يَا أَهْلَ الْكِتَابِ لاَ تَغْلُواْ فِي دِينِكُمْ وَلاَ تَقُولُواْ عَلَى اللّهِ إِلاَّ الْحَقِّ إِنَّمَا الْمَسِيحُ عِيسَى ابْنُ مَرْيَمَ رَسُولُ اللّهِ وَكَلِمَتُهُ أَلْقَاهَا إِلَى مَرْيَمَ وَرُوحٌ مِّنْهُ فَآمِنُواْ بِاللّهِ وَرُسُلِهِ وَلاَ تَقُولُواْ ثَلاَثَةٌ انتَهُواْ خَيْراً لَّكُمْ إِنَّمَا اللّهُ إِلَـهٌ وَاحِدٌ سُبْحَانَهُ أَن يَكُونَ لَهُ وَلَدٌ لَّهُ مَا فِي السَّمَاوَات وَمَا فِي الأَرْضِ وَكَفَى بِاللّهِ وَكِيلاً
(Qs An-Nisaa 4:171)
Wahai Ahli Kitab, janganlah kamu melampaui batas dalam agamamu, dan janganlah kamu mengatakan terhadap Allah kecuali yang benar. Sesungguhnya Al Masih, ‘Isa putera Maryam itu, adalah utusan Allah dan (yang diciptakan dengan) kalimat-Nya yang disampaikan-Nya kepada Maryam, dan (dengan tiupan) roh dari-Nya. Maka berimanlah kamu kepada Allah dan rasul-rasul-Nya dan janganlah kamu mengatakan : “(Tuhan itu) tiga”, BERHENTILAH (dari ucapan itu). (Itu) lebih baik bagimu. Sesungguhnya Allah Tuhan Yang Maha Esa, Maha Suci Allah dari mempunyai anak, segala yang di langit dan di bumi adalah kepunyaan-Nya. Cukuplah Allah menjadi Pemelihara.
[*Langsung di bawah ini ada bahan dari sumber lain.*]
//! Job domain types

use chrono::{DateTime, Utc};
use serde::{Deserialize, Serialize};
use serde_json::{Map, Value};

use crate::domain::spec::OptimizationSpec;
use crate::dto::job::JobUpdate;
use crate::merge::merge_patch;

/// Opaque job identifier
///
/// Assigned by the backend at submission time and used as the only
/// correlation key between submission, polling and worker callbacks.
#[derive(Debug, Clone, PartialEq, Eq, Hash, PartialOrd, Ord, Serialize, Deserialize)]
#[serde(transparent)]
pub struct JobId(String);

impl JobId {
    /// Generate a fresh identifier
    pub fn generate() -> Self {
        Self(uuid::Uuid::new_v4().to_string())
    }

    pub fn as_str(&self) -> &str {
        &self.0
    }

    pub fn is_blank(&self) -> bool {
        self.0.trim().is_empty()
    }
}

impl std::fmt::Display for JobId {
    fn fmt(&self, f: &mut std::fmt::Formatter<'_>) -> std::fmt::Result {
        f.write_str(&self.0)
    }
}

impl From<String> for JobId {
    fn from(s: String) -> Self {
        Self(s)
    }
}

impl From<&str> for JobId {
    fn from(s: &str) -> Self {
        Self(s.to_string())
    }
}

/// Lifecycle state of a job
///
/// States only move forward: `queued -> running -> completed | failed`.
#[derive(Debug, Clone, Copy, PartialEq, Eq, Hash, Serialize, Deserialize)]
#[serde(rename_all = "lowercase")]
pub enum JobState {
    Queued,
    Running,
    #[serde(alias = "succeeded")]
    Completed,
    Failed,
}

impl JobState {
    pub fn is_terminal(self) -> bool {
        matches!(self, JobState::Completed | JobState::Failed)
    }

    fn rank(self) -> u8 {
        match self {
            JobState::Queued => 0,
            JobState::Running => 1,
            JobState::Completed | JobState::Failed => 2,
        }
    }

    /// Whether moving from `self` to `next` is a forward transition.
    ///
    /// Same-state updates and anything leaving a terminal state are not.
    pub fn can_advance_to(self, next: JobState) -> bool {
        next.rank() > self.rank()
    }

    pub fn as_str(self) -> &'static str {
        match self {
            JobState::Queued => "queued",
            JobState::Running => "running",
            JobState::Completed => "completed",
            JobState::Failed => "failed",
        }
    }

    /// Parse the storage representation, accepting the worker's `succeeded` alias
    pub fn parse(s: &str) -> Option<Self> {
        match s {
            "queued" => Some(JobState::Queued),
            "running" => Some(JobState::Running),
            "completed" | "succeeded" => Some(JobState::Completed),
            "failed" => Some(JobState::Failed),
            _ => None,
        }
    }
}

impl std::fmt::Display for JobState {
    fn fmt(&self, f: &mut std::fmt::Formatter<'_>) -> std::fmt::Result {
        f.write_str(self.as_str())
    }
}

/// Optimization job record
///
/// Created by the submission path, mutated only by worker claims and
/// callbacks, read-only for the submitting client.
#[derive(Debug, Clone, PartialEq, Serialize, Deserialize)]
pub struct Job {
    pub job_id: JobId,
    pub state: JobState,
    pub spec: OptimizationSpec,
    #[serde(default, skip_serializing_if = "Option::is_none")]
    pub result: Option<Value>,
    #[serde(default, skip_serializing_if = "Option::is_none")]
    pub iteration: Option<u32>,
    #[serde(default, skip_serializing_if = "Option::is_none")]
    pub logs_tail: Option<String>,
    #[serde(default, skip_serializing_if = "Map::is_empty")]
    pub metadata: Map<String, Value>,
    pub created_at: DateTime<Utc>,
    pub updated_at: DateTime<Utc>,
}

/// What happened to the state field when an update was merged
#[derive(Debug, Clone, Copy, PartialEq, Eq)]
pub enum StateChange {
    Unchanged,
    Advanced { from: JobState, to: JobState },
    /// A backward or post-terminal transition was requested and ignored
    Ignored { current: JobState, requested: JobState },
}

impl Job {
    /// Build a freshly queued job
    pub fn queued(spec: OptimizationSpec) -> Self {
        let now = Utc::now();
        Self {
            job_id: JobId::generate(),
            state: JobState::Queued,
            spec,
            result: None,
            iteration: None,
            logs_tail: None,
            metadata: Map::new(),
            created_at: now,
            updated_at: now,
        }
    }

    /// Merge a worker update into this record.
    ///
    /// Fields merge last-write-wins; `result` and `metadata` use JSON
    /// merge-patch so partial payloads accumulate. The state only moves
    /// forward. `updated_at` is stamped with `now` regardless.
    pub fn apply_update(&mut self, update: &JobUpdate, now: DateTime<Utc>) -> StateChange {
        let change = match update.state {
            None => StateChange::Unchanged,
            Some(requested) if requested == self.state => StateChange::Unchanged,
            Some(requested) if self.state.can_advance_to(requested) => {
                let from = self.state;
                self.state = requested;
                StateChange::Advanced {
                    from,
                    to: requested,
                }
            }
            Some(requested) => StateChange::Ignored {
                current: self.state,
                requested,
            },
        };

        if let Some(patch) = &update.result {
            let mut target = self.result.take().unwrap_or(Value::Null);
            merge_patch(&mut target, patch);
            self.result = (!target.is_null()).then_some(target);
        }

        if let Some(iteration) = update.iteration {
            self.iteration = Some(iteration);
        }

        if let Some(logs_tail) = &update.logs_tail {
            self.logs_tail = Some(logs_tail.clone());
        }

        if !update.metadata.is_empty() {
            let mut target = Value::Object(std::mem::take(&mut self.metadata));
            merge_patch(&mut target, &Value::Object(update.metadata.clone()));
            if let Value::Object(map) = target {
                self.metadata = map;
            }
        }

        self.updated_at = now;
        change
    }
}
وَرَبُّكَ الْغَفُورُ ذُو الرَّحْمَةِ لَوْ يُؤَاخِذُهُم بِمَا كَسَبُوا لَعَجَّلَ لَهُمُ الْعَذَابَ بَل لَّهُم مَّوْعِدٌ لَّن يَجِدُوا مِن دُونِهِ مَوْئِلاً
(Qs Al-Kahfi 18:58)
Dan Tuhanmulah yang Maha Pengampun, lagi mempunyai rahmat. Jika Dia mengazab mereka karena perbuatan mereka, tentu Dia akan menyegerakan azab bagi mereka. Tetapi bagi mereka ada waktu yang tertentu (untuk mendapat azab) yang mereka sekali-kali tidak akan menemukan tempat berlindung dari padanya.